To figure out how large you can print your drone photo, simply divide the image resolution by how many pixels per inch (PPI) you want your print to have. High quality prints typically have a PPI of 300. We recommend using a PPI of at least 150 or higher for prints where the viewer will be within three feet. 

Here’s a helpful chart with the image resolutions and print sizes for popular drones on the market:

chart comparing image resolutions and print sizes of mavic pro 2, phantom 4, and more

For Magazine-Quality Photos

Magazine quality prints have a PPI of 300. To figure out how large you can print your photos, take the resolution of your image and divide each dimension by 300. The resulting numbers will be the maximum length and height in inches you can print your photos while retaining the highest quality.

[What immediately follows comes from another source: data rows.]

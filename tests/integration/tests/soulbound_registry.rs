//! Integration test: soulbound guarantees of the credential registry.

use veritas_core::{Address, Bytes32, CredentialStatus, ErrorKind, Topic};
use veritas_credentials::{CredentialError, CredentialRegistry, NewCredential, RegistryEvent};

use veritas_integration_tests::*;

fn new_credential(recipient: Address, credential_type: &str) -> NewCredential {
    NewCredential {
        recipient,
        credential_type: credential_type.to_string(),
        issuer_name: "Veritas Academy".into(),
        metadata_hash: Bytes32([0x11; 32]),
        metadata_uri: "ipfs://credential".into(),
    }
}

// =========================================================================
// Non-transferability
// =========================================================================

#[test]
fn test_transfers_always_fail() {
    let mut world = World::new();
    let id = world.mint(alice(), AUDITOR, GENESIS + 10);
    let events_before = world.registry.events().len();

    // Even the owner moving their own token is refused.
    let err = world
        .registry
        .transfer_from(&ctx(alice(), GENESIS + 20), alice(), bob(), id)
        .unwrap_err();
    assert!(matches!(err, CredentialError::SoulboundTransfer));
    assert_eq!(err.kind(), ErrorKind::Authorization);

    assert!(world
        .registry
        .safe_transfer_from(&ctx(admin(), GENESIS + 20), alice(), bob(), id)
        .is_err());

    // A token that does not exist is refused the same way.
    assert!(world
        .registry
        .transfer_from(&ctx(alice(), GENESIS + 20), alice(), bob(), 999)
        .is_err());

    assert_eq!(world.registry.owner_of(id).unwrap(), alice());
    assert_eq!(world.registry.balance_of(&bob()), 0);
    assert_eq!(world.registry.events().len(), events_before);
}

#[test]
fn test_approvals_always_fail() {
    let mut world = World::new();
    let id = world.mint(alice(), AUDITOR, GENESIS + 10);

    let err = world
        .registry
        .approve(&ctx(alice(), GENESIS + 20), bob(), id)
        .unwrap_err();
    assert!(matches!(err, CredentialError::SoulboundApproval));
    assert!(world
        .registry
        .set_approval_for_all(&ctx(alice(), GENESIS + 20), bob(), true)
        .is_err());

    assert_eq!(world.registry.get_approved(id).unwrap(), None);
    assert!(!world.registry.is_approved_for_all(&alice(), &bob()));
}

// =========================================================================
// Issuer whitelist
// =========================================================================

#[test]
fn test_only_whitelisted_issuers_mint() {
    let mut world = World::new();
    let stranger = Address::from_low_u64(0x5e);

    let err = world
        .registry
        .mint_credential(&ctx(stranger, GENESIS + 10), new_credential(alice(), AUDITOR))
        .unwrap_err();
    assert!(matches!(err, CredentialError::NotWhitelistedIssuer(a) if a == stranger));
    assert_eq!(world.registry.total_supply(), 0);

    world
        .registry
        .set_issuer_whitelist(&ctx(admin(), GENESIS + 20), stranger, true)
        .unwrap();
    let id = world
        .registry
        .mint_credential(&ctx(stranger, GENESIS + 30), new_credential(alice(), AUDITOR))
        .unwrap();
    assert_eq!(world.registry.get_credential(id).unwrap().issuer, stranger);

    // Delisting stops further minting but leaves issued tokens alone.
    world
        .registry
        .set_issuer_whitelist(&ctx(admin(), GENESIS + 40), stranger, false)
        .unwrap();
    assert!(world
        .registry
        .mint_credential(&ctx(stranger, GENESIS + 50), new_credential(bob(), AUDITOR))
        .is_err());
    assert!(world.registry.is_credential_valid(id).unwrap());
}

#[test]
fn test_whitelist_is_admin_only() {
    let mut world = World::new();
    let err = world
        .registry
        .set_issuer_whitelist(&ctx(issuer(), GENESIS + 10), bob(), true)
        .unwrap_err();
    assert_eq!(err.kind(), ErrorKind::Authorization);
    assert!(!world.registry.is_whitelisted(&bob()));

    let err = world
        .registry
        .set_issuer_whitelist(&ctx(admin(), GENESIS + 10), Address::ZERO, true)
        .unwrap_err();
    assert_eq!(err.kind(), ErrorKind::Validation);

    let changes = world
        .registry
        .events()
        .entries()
        .iter()
        .filter(|e| matches!(e.event, RegistryEvent::IssuerWhitelisted { .. }))
        .count();
    assert_eq!(changes, 1);
}

#[test]
fn test_mint_validation() {
    let mut world = World::new();
    let c = ctx(issuer(), GENESIS + 10);

    let err = world
        .registry
        .mint_credential(&c, new_credential(Address::ZERO, AUDITOR))
        .unwrap_err();
    assert!(matches!(err, CredentialError::InvalidRecipient));

    let mut zero_hash = new_credential(alice(), AUDITOR);
    zero_hash.metadata_hash = Bytes32::ZERO;
    let err = world.registry.mint_credential(&c, zero_hash).unwrap_err();
    assert!(matches!(err, CredentialError::InvalidMetadataHash));

    let err = world
        .registry
        .mint_credential(&c, new_credential(alice(), "   "))
        .unwrap_err();
    assert!(matches!(err, CredentialError::EmptyCredentialType));

    // Failed mints consume no token ids.
    assert_eq!(world.registry.mint_credential(&c, new_credential(alice(), AUDITOR)).unwrap(), 1);
}

// =========================================================================
// Token ids, holdings and counts
// =========================================================================

#[test]
fn test_token_ids_are_sequential_from_one() {
    let mut world = World::new();
    let ids: Vec<_> = [alice(), bob(), alice()]
        .into_iter()
        .enumerate()
        .map(|(i, to)| world.mint(to, AUDITOR, GENESIS + 10 + i as u64))
        .collect();
    assert_eq!(ids, vec![1, 2, 3]);
    assert_eq!(world.registry.total_supply(), 3);
    assert_eq!(world.registry.get_user_credentials(&alice()), &[1, 3]);
    assert_eq!(world.registry.get_user_credentials(&bob()), &[2]);
    assert!(world.registry.get_user_credentials(&verifier_org()).is_empty());
    assert!(world.registry.get_credential(4).is_err());
}

#[test]
fn test_type_counts() {
    let mut world = World::new();
    world.mint(alice(), AUDITOR, GENESIS + 10);
    world.mint(bob(), AUDITOR, GENESIS + 11);
    world.mint(bob(), DEFI_EXPERT, GENESIS + 12);

    assert_eq!(world.registry.credential_type_count(AUDITOR), 2);
    assert_eq!(world.registry.credential_type_count(DEFI_EXPERT), 1);
    assert_eq!(world.registry.credential_type_count(HACKATHON_WINNER), 0);
}

#[test]
fn test_registry_identity() {
    let registry = CredentialRegistry::new(admin());
    assert_eq!(registry.name(), "Veritas Soulbound Token");
    assert_eq!(registry.symbol(), "VSBT");
    assert_eq!(registry.owner(), admin());
    assert_eq!(registry.total_supply(), 0);
}

// =========================================================================
// Revocation
// =========================================================================

#[test]
fn test_revocation_is_permanent() {
    let mut world = World::new();
    let id = world.mint(alice(), AUDITOR, GENESIS + 10);

    // Issuers cannot revoke; only the administrator can.
    let err = world
        .registry
        .revoke_credential(&ctx(issuer(), GENESIS + 20), id, "mistake")
        .unwrap_err();
    assert_eq!(err.kind(), ErrorKind::Authorization);

    world
        .registry
        .revoke_credential(&ctx(admin(), GENESIS + 30), id, "fraud")
        .unwrap();
    let c = world.registry.get_credential(id).unwrap();
    assert_eq!(c.status, CredentialStatus::Revoked);
    assert!(!c.is_valid());

    let err = world
        .registry
        .revoke_credential(&ctx(admin(), GENESIS + 40), id, "again")
        .unwrap_err();
    assert!(matches!(err, CredentialError::AlreadyRevoked(t) if t == id));
    assert_eq!(err.kind(), ErrorKind::State);

    // Still owned and still listed; only its validity changed.
    assert_eq!(world.registry.owner_of(id).unwrap(), alice());
    assert_eq!(world.registry.get_user_credentials(&alice()), &[id]);

    let revocations = world.registry.events().by_topic(&Topic::Token(id));
    assert_eq!(revocations.len(), 2);
    assert!(matches!(
        &revocations[1].event,
        RegistryEvent::CredentialRevoked { reason, .. } if reason == "fraud"
    ));
}

#[test]
fn test_revoking_unknown_token() {
    let mut world = World::new();
    let err = world
        .registry
        .revoke_credential(&ctx(admin(), GENESIS + 10), 42, "nope")
        .unwrap_err();
    assert_eq!(err.kind(), ErrorKind::NotFound);
}

#[test]
fn test_registry_ownership_transfer() {
    let mut world = World::new();
    world
        .registry
        .transfer_ownership(&ctx(admin(), GENESIS + 10), bob())
        .unwrap();
    assert_eq!(world.registry.owner(), bob());

    // The previous administrator lost its powers.
    assert!(world
        .registry
        .set_issuer_whitelist(&ctx(admin(), GENESIS + 20), alice(), true)
        .is_err());
    assert!(world
        .registry
        .set_issuer_whitelist(&ctx(bob(), GENESIS + 20), alice(), true)
        .is_ok());
}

A photo taken on the DJI Mavic Pro is 4,000 x 3,000 pixels. The largest size of you can print for maximum quality is therefore 13.3 inches x 10 inches.

For Bigger Prints & Still High Quality

Divide the dimensions of your image resolution by 150. Again, the resulting numbers will be the target dimensions of your printed photo in inches. 

The largest you can print a DJI Mavic Pro photo at high quality is 20 inches by 15 inches.

For the Largest Prints

Take the dimensions of your image and divide by 150. This will give you the absolute maximum dimensions, in inches, that you can print your photo. Printing anything larger than this will look fuzzy and low quality. 

The largest possible print of a photo taken on the DJI Mavic Pro is 26.6 inches by 20 inches.

For Billboard Size Images

Printing images for billboards is different than printing them for small photos. People will be viewing billboards from much farther away. Because of this extra viewing distance, you can decrease the PPI significantly and still have your image look sharp. Assuming a viewing distance of around 150 feet, you can use a PPI of 4. Divide your image resolution by 4 to figure out how large you can print your photo.

A Mavic Pro can print a massive 83’ x 62’ image when the PPI is decreased to 4.


An Explanation

The size of your print depends on two factors: 1) the resolution of your image and 2) how high quality of a print you want.

Image Resolution

Image resolution is measured in pixels. One pixel displays one color, and millions of pixels are combined together make up the digital images we see every day. The image resolution is how many horizontal and vertical pixels it has.

icon of an image and highlighting the horizontal and vertical pixel dimensions

Camera sensors often display their resolution in megapixels (MP), which is equivalent to one million pixels. This number is calculated by multiplying the horizontal number of pixels by the vertical number of pixels on the camera sensor. Many popular drones today have 12MP sensor or larger for taking high quality stills and recording 4K video. Below you can see the image resolution of a variety of popular drones currently on the market: 

graphic of the image resolution for drones currently available on the market

How do these resolutions convert to a printed image? This all depends on what kind of quality of a print you want.


Print Quality

Print quality is determined by pixels per inch, or PPI. When you go to print your image, the horizontal and vertical pixels in the image are transferred onto paper. However many of these pixels fit in to one inch is the PPI of the print. 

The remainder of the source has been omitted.